* **ABOUT THIS TASK**
Print only the closing part of the entries. It starts at the line containing "#[async_trait]" and includes the final line, exactly as written.

--- AVAILABLE DATA ---

// src/fetcher/mock.rs
// =============================================================================
// A scripted Fetcher for tests.
//
// Each URL gets a script: a list of links, an HTTP status failure, a stall
// that never resolves, or a panic. An optional delay is applied before the
// outcome (use with a paused tokio clock). Unknown URLs answer 404.
// =============================================================================

use std::collections::HashMap;
use std::sync::Mutex;
use std::time::Duration;

use async_trait::async_trait;
use url::Url;

use super::{FetchError, FetchedPage, Fetcher};

#[derive(Debug, Clone)]
pub enum Outcome {
    Links(Vec<String>),
    Status(u16),
    Stall,
    Panic,
}

#[derive(Debug, Clone)]
struct Script {
    outcome: Outcome,
    delay: Duration,
}

#[derive(Default)]
pub struct ScriptedFetcher {
    scripts: HashMap<String, Script>,
    calls: Mutex<HashMap<String, usize>>,
}

// Keys go through Url so "http://a.test" and "http://a.test/" match
fn key(url: &str) -> String {
    Url::parse(url)
        .map(String::from)
        .unwrap_or_else(|_| url.to_string())
}

impl ScriptedFetcher {
    pub fn new() -> Self {
        Self::default()
    }

    pub fn page(self, url: &str, links: &[&str]) -> Self {
        let links = links.iter().map(|l| l.to_string()).collect();
        self.script(url, Outcome::Links(links), Duration::ZERO)
    }

    pub fn status(self, url: &str, code: u16) -> Self {
        self.script(url, Outcome::Status(code), Duration::ZERO)
    }

    pub fn stall(self, url: &str) -> Self {
        self.script(url, Outcome::Stall, Duration::ZERO)
    }

    pub fn panics(self, url: &str) -> Self {
        self.script(url, Outcome::Panic, Duration::ZERO)
    }

    pub fn script(mut self, url: &str, outcome: Outcome, delay: Duration) -> Self {
        self.scripts.insert(key(url), Script { outcome, delay });
        self
    }

    /// How many times `url` was fetched
    pub fn calls(&self, url: &str) -> usize {
        let calls = self.calls.lock().unwrap();
        calls.get(&key(url)).copied().unwrap_or(0)
    }
}

#[async_trait]
impl Fetcher for ScriptedFetcher {
    async fn fetch(&self, url: &Url) -> Result<FetchedPage, FetchError> {
        *self
            .calls
            .lock()
            .unwrap()
            .entry(url.to_string())
            .or_insert(0) += 1;

        let script = self.scripts.get(url.as_str()).cloned();
        let Some(script) = script else {
            return Err(FetchError::Status(404));
        };

        if !script.delay.is_zero() {
            tokio::time::sleep(script.delay).await;
        }

        match script.outcome {
            Outcome::Links(links) => Ok(FetchedPage {
                status: 200,
                links: links.iter().filter_map(|l| Url::parse(l).ok()).collect(),
            }),
            Outcome::Status(code) => Err(FetchError::Status(code)),
            Outcome::Stall => std::future::pending().await,
            Outcome::Panic => panic!("scripted panic for {}", url),
        }
    }
}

---

* **RESPONSE**
#[async_trait]
impl Fetcher for ScriptedFetcher {
    async fn fetch(&self, url: &Url) -> Result<FetchedPage, FetchError> {
        *self
            .calls
            .lock()
            .unwrap()
            .entry(url.to_string())
            .or_insert(0) += 1;

        let script = self.scripts.get(url.as_str()).cloned();
        let Some(script) = script else {
            return Err(FetchError::Status(404));
        };

        if !script.delay.is_zero() {
            tokio::time::sleep(script.delay).await;
        }

        match script.outcome {
            Outcome::Links(links) => Ok(FetchedPage {
                status: 200,
                links: links.iter().filter_map(|l| Url::parse(l).ok()).collect(),
            }),
            Outcome::Status(code) => Err(FetchError::Status(code)),
            Outcome::Stall => std::future::pending().await,
            Outcome::Panic => panic!("scripted panic for {}", url),
        }
    }
}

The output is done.